//! Sliding Window rate limiting algorithm.

use std::collections::VecDeque;
use std::time::Duration;

use serde::{Deserialize, Serialize};

use crate::algorithm::{Algorithm, align, elapsed_since};
use crate::decision::{Decision, RateLimitInfo};
use crate::quota::Quota;

/// Sliding window counter state of one client.
#[derive(Debug, Clone, PartialEq, Eq, Serialize, Deserialize)]
pub struct SlidingWindowState {
    /// Start of the current sub-window.
    pub current_window_start: u64,
    /// Units admitted in the current sub-window.
    pub current_count: u64,
    /// Counts of the preceding sub-windows, oldest first. With a single
    /// sub-window this holds exactly the previous window's count.
    pub previous_counts: VecDeque<u64>,
}

impl SlidingWindowState {
    /// Count of the sub-window immediately before the current one.
    pub fn previous_count(&self) -> u64 {
        self.previous_counts.back().copied().unwrap_or(0)
    }
}

/// Sliding Window rate limiting algorithm.
///
/// Uses weighted combination of current and previous windows
/// to eliminate the boundary burst problem. The window can be split into
/// several sub-windows; the oldest one is weighted by how much of it still
/// overlaps the trailing window, the newer ones count fully. More sub-windows
/// approach the exactness of [`SlidingLog`](crate::algorithm::SlidingLog)
/// with memory independent of the capacity.
#[derive(Debug, Clone, Copy, Default)]
pub struct SlidingWindow;

impl SlidingWindow {
    /// Create a new Sliding Window algorithm instance.
    pub fn new() -> Self {
        Self
    }

    /// Roll the state forward to the sub-window starting at `window_start`.
    fn shift(&self, state: &mut SlidingWindowState, window_start: u64, sub_window: u64, sub_windows: usize) {
        let steps = (window_start - state.current_window_start) / sub_window;
        // After sub_windows + 1 shifts every slot is zero.
        for _ in 0..steps.min(sub_windows as u64 + 1) {
            state.previous_counts.push_back(state.current_count);
            state.previous_counts.pop_front();
            state.current_count = 0;
        }
        state.current_window_start = window_start;
    }

    /// Calculate weighted count using current and previous sub-windows.
    fn weighted_count(&self, state: &SlidingWindowState, window_progress: f64) -> f64 {
        let oldest = state.previous_counts.front().copied().unwrap_or(0);
        let newer: u64 = state.previous_counts.iter().skip(1).sum();
        oldest as f64 * (1.0 - window_progress) + newer as f64 + state.current_count as f64
    }
}

impl Algorithm for SlidingWindow {
    type State = SlidingWindowState;

    fn name(&self) -> &'static str {
        "sliding_window"
    }

    fn initial_state(&self, quota: &Quota, now: u64) -> SlidingWindowState {
        SlidingWindowState {
            current_window_start: align(now, quota.sub_window_nanos()),
            current_count: 0,
            previous_counts: VecDeque::from(vec![0; quota.sub_windows() as usize]),
        }
    }

    fn decide(&self, state: &mut SlidingWindowState, quota: &Quota, now: u64, cost: u64) -> Decision {
        let limit = quota.capacity();
        let sub_window = quota.sub_window_nanos();
        let sub_windows = quota.sub_windows() as usize;
        state.previous_counts.resize(sub_windows, 0);

        let window_start = align(now, sub_window);
        if window_start > state.current_window_start {
            self.shift(state, window_start, sub_window, sub_windows);
        }
        let elapsed = elapsed_since(self.name(), state.current_window_start, now);

        let window_progress = elapsed as f64 / sub_window as f64;
        let weighted = self.weighted_count(state, window_progress);

        // For cost 1 this is the plain `weighted < limit` test.
        let threshold = (limit + 1).saturating_sub(cost) as f64;
        let until_next = Duration::from_nanos(sub_window - elapsed.min(sub_window - 1));
        let reset = Duration::from_nanos(sub_window * sub_windows as u64) + until_next;

        if weighted < threshold {
            state.current_count += cost;

            let remaining = (limit as f64 - weighted - cost as f64).max(0.0).floor() as u64;
            let info = RateLimitInfo::new(limit, remaining, reset).with_algorithm("sliding_window");

            Decision::allowed(info)
        } else {
            let info = RateLimitInfo::new(limit, (limit as f64 - weighted).max(0.0).floor() as u64, reset)
                .with_algorithm("sliding_window")
                .with_retry_after(self.retry_after(state, threshold, sub_window, elapsed, until_next));

            Decision::denied(info)
        }
    }

    fn horizon(&self, quota: &Quota) -> Duration {
        Duration::from_nanos(quota.sub_window_nanos() * (u64::from(quota.sub_windows()) + 1))
    }
}

impl SlidingWindow {
    /// Earliest time the oldest sub-window decays enough for the call to fit,
    /// or the start of the next sub-window when decay alone cannot help.
    /// A lower bound when the next sub-window is still too full.
    fn retry_after(
        &self,
        state: &SlidingWindowState,
        threshold: f64,
        sub_window: u64,
        elapsed: u64,
        until_next: Duration,
    ) -> Duration {
        let oldest = state.previous_counts.front().copied().unwrap_or(0) as f64;
        let fixed = self.weighted_count(state, 1.0);
        let headroom = threshold - fixed;

        if oldest > 0.0 && headroom > 0.0 {
            let progress_needed = 1.0 - headroom / oldest;
            let at = (progress_needed * sub_window as f64).floor() as u64 + 1;
            Duration::from_nanos(at.saturating_sub(elapsed).max(1))
        } else {
            until_next
        }
    }
}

************

Would you output all of the material exactly as it reads?

//! Sliding Window rate limiting algorithm.

use std::collections::VecDeque;
use std::time::Duration;

use serde::{Deserialize, Serialize};

use crate::algorithm::{Algorithm, align, elapsed_since};
use crate::decision::{Decision, RateLimitInfo};
use crate::quota::Quota;

/// Sliding window counter state of one client.
#[derive(Debug, Clone, PartialEq, Eq, Serialize, Deserialize)]
pub struct SlidingWindowState {
    /// Start of the current sub-window.
    pub current_window_start: u64,
    /// Units admitted in the current sub-window.
    pub current_count: u64,
    /// Counts of the preceding sub-windows, oldest first. With a single
    /// sub-window this holds exactly the previous window's count.
    pub previous_counts: VecDeque<u64>,
}

impl SlidingWindowState {
    /// Count of the sub-window immediately before the current one.
    pub fn previous_count(&self) -> u64 {
        self.previous_counts.back().copied().unwrap_or(0)
    }
}

/// Sliding Window rate limiting algorithm.
///
/// Uses weighted combination of current and previous windows
/// to eliminate the boundary burst problem. The window can be split into
/// several sub-windows; the oldest one is weighted by how much of it still
/// overlaps the trailing window, the newer ones count fully. More sub-windows
/// approach the exactness of [`SlidingLog`](crate::algorithm::SlidingLog)
/// with memory independent of the capacity.
#[derive(Debug, Clone, Copy, Default)]
pub struct SlidingWindow;

impl SlidingWindow {
    /// Create a new Sliding Window algorithm instance.
    pub fn new() -> Self {
        Self
    }

    /// Roll the state forward to the sub-window starting at `window_start`.
    fn shift(&self, state: &mut SlidingWindowState, window_start: u64, sub_window: u64, sub_windows: usize) {
        let steps = (window_start - state.current_window_start) / sub_window;
        // After sub_windows + 1 shifts every slot is zero.
        for _ in 0..steps.min(sub_windows as u64 + 1) {
            state.previous_counts.push_back(state.current_count);
            state.previous_counts.pop_front();
            state.current_count = 0;
        }
        state.current_window_start = window_start;
    }

    /// Calculate weighted count using current and previous sub-windows.
    fn weighted_count(&self, state: &SlidingWindowState, window_progress: f64) -> f64 {
        let oldest = state.previous_counts.front().copied().unwrap_or(0);
        let newer: u64 = state.previous_counts.iter().skip(1).sum();
        oldest as f64 * (1.0 - window_progress) + newer as f64 + state.current_count as f64
    }
}

impl Algorithm for SlidingWindow {
    type State = SlidingWindowState;

    fn name(&self) -> &'static str {
        "sliding_window"
    }

    fn initial_state(&self, quota: &Quota, now: u64) -> SlidingWindowState {
        SlidingWindowState {
            current_window_start: align(now, quota.sub_window_nanos()),
            current_count: 0,
            previous_counts: VecDeque::from(vec![0; quota.sub_windows() as usize]),
        }
    }

    fn decide(&self, state: &mut SlidingWindowState, quota: &Quota, now: u64, cost: u64) -> Decision {
        let limit = quota.capacity();
        let sub_window = quota.sub_window_nanos();
        let sub_windows = quota.sub_windows() as usize;
        state.previous_counts.resize(sub_windows, 0);

        let window_start = align(now, sub_window);
        if window_start > state.current_window_start {
            self.shift(state, window_start, sub_window, sub_windows);
        }
        let elapsed = elapsed_since(self.name(), state.current_window_start, now);

        let window_progress = elapsed as f64 / sub_window as f64;
        let weighted = self.weighted_count(state, window_progress);

        // For cost 1 this is the plain `weighted < limit` test.
        let threshold = (limit + 1).saturating_sub(cost) as f64;
        let until_next = Duration::from_nanos(sub_window - elapsed.min(sub_window - 1));
        let reset = Duration::from_nanos(sub_window * sub_windows as u64) + until_next;

        if weighted < threshold {
            state.current_count += cost;

            let remaining = (limit as f64 - weighted - cost as f64).max(0.0).floor() as u64;
            let info = RateLimitInfo::new(limit, remaining, reset).with_algorithm("sliding_window");

            Decision::allowed(info)
        } else {
            let info = RateLimitInfo::new(limit, (limit as f64 - weighted).max(0.0).floor() as u64, reset)
                .with_algorithm("sliding_window")
                .with_retry_after(self.retry_after(state, threshold, sub_window, elapsed, until_next));

            Decision::denied(info)
        }
    }

    fn horizon(&self, quota: &Quota) -> Duration {
        Duration::from_nanos(quota.sub_window_nanos() * (u64::from(quota.sub_windows()) + 1))
    }
}

impl SlidingWindow {
    /// Earliest time the oldest sub-window decays enough for the call to fit,
    /// or the start of the next sub-window when decay alone cannot help.
    /// A lower bound when the next sub-window is still too full.
    fn retry_after(
        &self,
        state: &SlidingWindowState,
        threshold: f64,
        sub_window: u64,
        elapsed: u64,
        until_next: Duration,
    ) -> Duration {
        let oldest = state.previous_counts.front().copied().unwrap_or(0) as f64;
        let fixed = self.weighted_count(state, 1.0);
        let headroom = threshold - fixed;

        if oldest > 0.0 && headroom > 0.0 {
            let progress_needed = 1.0 - headroom / oldest;
            let at = (progress_needed * sub_window as f64).floor() as u64 + 1;
            Duration::from_nanos(at.saturating_sub(elapsed).max(1))
        } else {
            until_next
        }
    }
}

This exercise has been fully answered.